WHAT THE TASK REQUIRES: Scan the data below and work out how many of its lines contain the word "untouched". Give only that number.
INPUT DATA START
use anyhow::Result;
use fiado::application::{AppError, LedgerService, PaymentOutcome};
use fiado::domain::{Customer, CustomerId, DEFAULT_CREDIT_LIMIT};
use uuid::Uuid;

/// Helper to create a service with one customer carrying the given tab.
fn service_with_customer(owed: i64, limit: i64) -> Result<(LedgerService, CustomerId)> {
    let mut service = LedgerService::new();
    let customer = service.add_customer("Maria Santos", None, Some(limit))?;
    let id = customer.id;
    if owed > 0 {
        service.record_purchase(id, owed)?;
    }
    Ok((service, id))
}

fn assert_invariant(customer: &Customer) {
    assert!(
        customer.owed >= 0 && customer.owed <= customer.limit,
        "invariant violated: owed {} outside 0..={}",
        customer.owed,
        customer.limit
    );
}

#[test]
fn test_add_customer_starts_settled_with_default_limit() -> Result<()> {
    let mut service = LedgerService::new();
    let customer = service.add_customer("Maria Santos", None, None)?;

    assert_eq!(customer.owed, 0);
    assert_eq!(customer.limit, DEFAULT_CREDIT_LIMIT);
    assert!(customer.is_settled());
    Ok(())
}

#[test]
fn test_add_customer_trims_name_and_keeps_phone() -> Result<()> {
    let mut service = LedgerService::new();
    let customer =
        service.add_customer("  José Oliveira  ", Some("(11) 97777-6666".into()), None)?;

    assert_eq!(customer.name, "José Oliveira");
    assert_eq!(customer.phone.as_deref(), Some("(11) 97777-6666"));
    Ok(())
}

// Scenario E: blank name is rejected and nothing is created
#[test]
fn test_add_customer_rejects_whitespace_name() {
    let mut service = LedgerService::new();
    let result = service.add_customer("  ", None, None);

    assert!(matches!(result, Err(AppError::InvalidName)));
    assert!(service.list_customers().is_empty());
}

#[test]
fn test_add_customer_non_positive_limit_falls_back_to_default() -> Result<()> {
    let mut service = LedgerService::new();

    let zero = service.add_customer("Ana", None, Some(0))?;
    assert_eq!(zero.limit, DEFAULT_CREDIT_LIMIT);

    let negative = service.add_customer("Bruno", None, Some(-100))?;
    assert_eq!(negative.limit, DEFAULT_CREDIT_LIMIT);
    Ok(())
}

#[test]
fn test_customers_keep_insertion_order() -> Result<()> {
    let mut service = LedgerService::new();
    service.add_customer("Maria Santos", None, None)?;
    service.add_customer("José Oliveira", None, None)?;
    service.add_customer("Ana Costa", None, None)?;

    let names: Vec<&str> = service
        .list_customers()
        .iter()
        .map(|c| c.name.as_str())
        .collect();
    assert_eq!(names, ["Maria Santos", "José Oliveira", "Ana Costa"]);
    Ok(())
}

// Scenario B: a purchase landing exactly on the limit succeeds
#[test]
fn test_purchase_up_to_limit_is_inclusive() -> Result<()> {
    let (mut service, id) = service_with_customer(35_000, 100_000)?;

    let result = service.record_purchase(id, 65_000)?;
    assert_eq!(result.customer.owed, 100_000);
    assert_eq!(result.customer.headroom(), 0);
    assert_invariant(&result.customer);
    Ok(())
}

// Scenario A: an over-limit purchase is rejected with the headroom, tab untouched
#[test]
fn test_purchase_over_limit_rejected_with_headroom() -> Result<()> {
    let (mut service, id) = service_with_customer(0, 100_000)?;

    let result = service.record_purchase(id, 120_000);
    match result {
        Err(AppError::LimitExceeded {
            available,
            requested,
            ..
        }) => {
            assert_eq!(available, 100_000);
            assert_eq!(requested, 120_000);
        }
        other => panic!("expected LimitExceeded, got {:?}", other.map(|r| r.customer)),
    }

    assert_eq!(service.get_customer(id)?.owed, 0);
    Ok(())
}

#[test]
fn test_rejected_purchase_never_mutates() -> Result<()> {
    let (mut service, id) = service_with_customer(35_000, 100_000)?;

    assert!(service.record_purchase(id, 65_001).is_err());
    assert!(service.record_purchase(id, 1_000_000).is_err());

    let customer = service.get_customer(id)?;
    assert_eq!(customer.owed, 35_000);
    assert_invariant(customer);
    Ok(())
}

#[test]
fn test_huge_purchase_rejected_without_overflow() -> Result<()> {
    let (mut service, id) = service_with_customer(500, 100_000)?;

    // An amount near the cents ceiling must reject like any other
    // over-limit purchase, not wrap the tab negative
    let result = service.record_purchase(id, i64::MAX);
    match result {
        Err(AppError::LimitExceeded { available, .. }) => assert_eq!(available, 99_500),
        other => panic!("expected LimitExceeded, got {:?}", other.map(|r| r.customer)),
    }

    let customer = service.get_customer(id)?;
    assert_eq!(customer.owed, 500);
    assert_invariant(customer);
    Ok(())
}

#[test]
fn test_purchase_rejects_non_positive_amount() -> Result<()> {
    let (mut service, id) = service_with_customer(0, 100_000)?;

    assert!(matches!(
        service.record_purchase(id, 0),
        Err(AppError::InvalidAmount(_))
    ));
    assert!(matches!(
        service.record_purchase(id, -500),
        Err(AppError::InvalidAmount(_))
    ));
    assert_eq!(service.get_customer(id)?.owed, 0);
    Ok(())
}

// Scenario D: paying exactly the tab settles it
#[test]
fn test_full_payment_reports_settled() -> Result<()> {
    let (mut service, id) = service_with_customer(35_000, 100_000)?;

    let result = service.record_payment(id, 35_000)?;
    assert_eq!(result.customer.owed, 0);
    assert_eq!(result.outcome, PaymentOutcome::Settled);
    Ok(())
}

#[test]
fn test_partial_payment_reports_balance_remains() -> Result<()> {
    let (mut service, id) = service_with_customer(35_000, 100_000)?;

    let result = service.record_payment(id, 10_000)?;
    assert_eq!(result.customer.owed, 25_000);
    assert_eq!(result.outcome, PaymentOutcome::Partial);
    Ok(())
}

// Scenario C: overpayment is rejected with the current tab, untouched
#[test]
fn test_overpayment_rejected_without_mutation() -> Result<()> {
    let (mut service, id) = service_with_customer(35_000, 100_000)?;

    let result = service.record_payment(id, 40_000);
    match result {
        Err(AppError::OverpaymentRejected {
            owed, requested, ..
        }) => {
            assert_eq!(owed, 35_000);
            assert_eq!(requested, 40_000);
        }
        other => panic!(
            "expected OverpaymentRejected, got {:?}",
            other.map(|r| r.customer)
        ),
    }

    assert_eq!(service.get_customer(id)?.owed, 35_000);
    Ok(())
}

#[test]
fn test_payment_rejects_non_positive_amount() -> Result<()> {
    let (mut service, id) = service_with_customer(35_000, 100_000)?;

    assert!(matches!(
        service.record_payment(id, 0),
        Err(AppError::InvalidAmount(_))
    ));
    assert_eq!(service.get_customer(id)?.owed, 35_000);
    Ok(())
}

#[test]
fn test_purchase_then_payment_round_trip() -> Result<()> {
    let (mut service, id) = service_with_customer(20_000, 100_000)?;

    service.record_purchase(id, 12_345)?;
    service.record_payment(id, 12_345)?;

    assert_eq!(service.get_customer(id)?.owed, 20_000);
    Ok(())
}

#[test]
fn test_invariant_holds_across_operation_sequence() -> Result<()> {
    let (mut service, id) = service_with_customer(0, 50_000)?;

    // Mix of accepted and rejected operations
    let _ = service.record_purchase(id, 30_000);
    let _ = service.record_purchase(id, 30_000); // rejected, over limit
    let _ = service.record_payment(id, 10_000);
    let _ = service.record_payment(id, 50_000); // rejected, overpayment
    let _ = service.record_purchase(id, 30_000); // lands exactly on the limit

    let customer = service.get_customer(id)?;
    assert_invariant(customer);
    assert_eq!(customer.owed, 50_000);
    Ok(())
}

#[test]
fn test_delete_customer_is_idempotent() -> Result<()> {
    let (mut service, id) = service_with_customer(35_000, 100_000)?;

    let removed = service.delete_customer(id);
    assert_eq!(removed.map(|c| c.name), Some("Maria Santos".to_string()));
    assert!(service.list_customers().is_empty());

    // Second delete of the same id is a no-op, not an error
    assert!(service.delete_customer(id).is_none());
    assert!(service.delete_customer(Uuid::new_v4()).is_none());
    Ok(())
}

#[test]
fn test_purchase_on_unknown_customer() {
    let mut service = LedgerService::new();
    let result = service.record_purchase(Uuid::new_v4(), 1_000);

    assert!(matches!(result, Err(AppError::CustomerNotFound(_))));
}

#[test]
fn test_resolve_customer_by_name_and_id() -> Result<()> {
    let mut service = LedgerService::new();
    let maria = service.add_customer("Maria Santos", None, None)?;
    service.add_customer("José Oliveira", None, None)?;

    assert_eq!(service.resolve_customer("maria santos")?.id, maria.id);
    assert_eq!(service.resolve_customer(&maria.id.to_string())?.id, maria.id);
    assert!(matches!(
        service.resolve_customer("unknown"),
        Err(AppError::CustomerNotFound(_))
    ));
    Ok(())
}

// Scenario F: summary over a debtor and a settled customer
#[test]
fn test_summary_counts_debtors_and_total() -> Result<()> {
    let mut service = LedgerService::new();
    let maria = service.add_customer("Maria Santos", None, Some(100_000))?;
    service.record_purchase(maria.id, 35_000)?;
    service.add_customer("José Oliveira", None, Some(80_000))?;

    let summary = service.summary();
    assert_eq!(summary.total_owed, 35_000);
    assert_eq!(summary.customers_in_debt, 1);
    Ok(())
}

#[test]
fn test_summary_is_recomputed_live() -> Result<()> {
    let (mut service, id) = service_with_customer(35_000, 100_000)?;
    assert_eq!(service.summary().total_owed, 35_000);

    service.record_payment(id, 35_000)?;
    let summary = service.summary();
    assert_eq!(summary.total_owed, 0);
    assert_eq!(summary.customers_in_debt, 0);

    service.delete_customer(id);
    assert_eq!(service.summary().total_owed, 0);
    Ok(())
}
INPUT DATA END
WRITTEN ANSWER: 2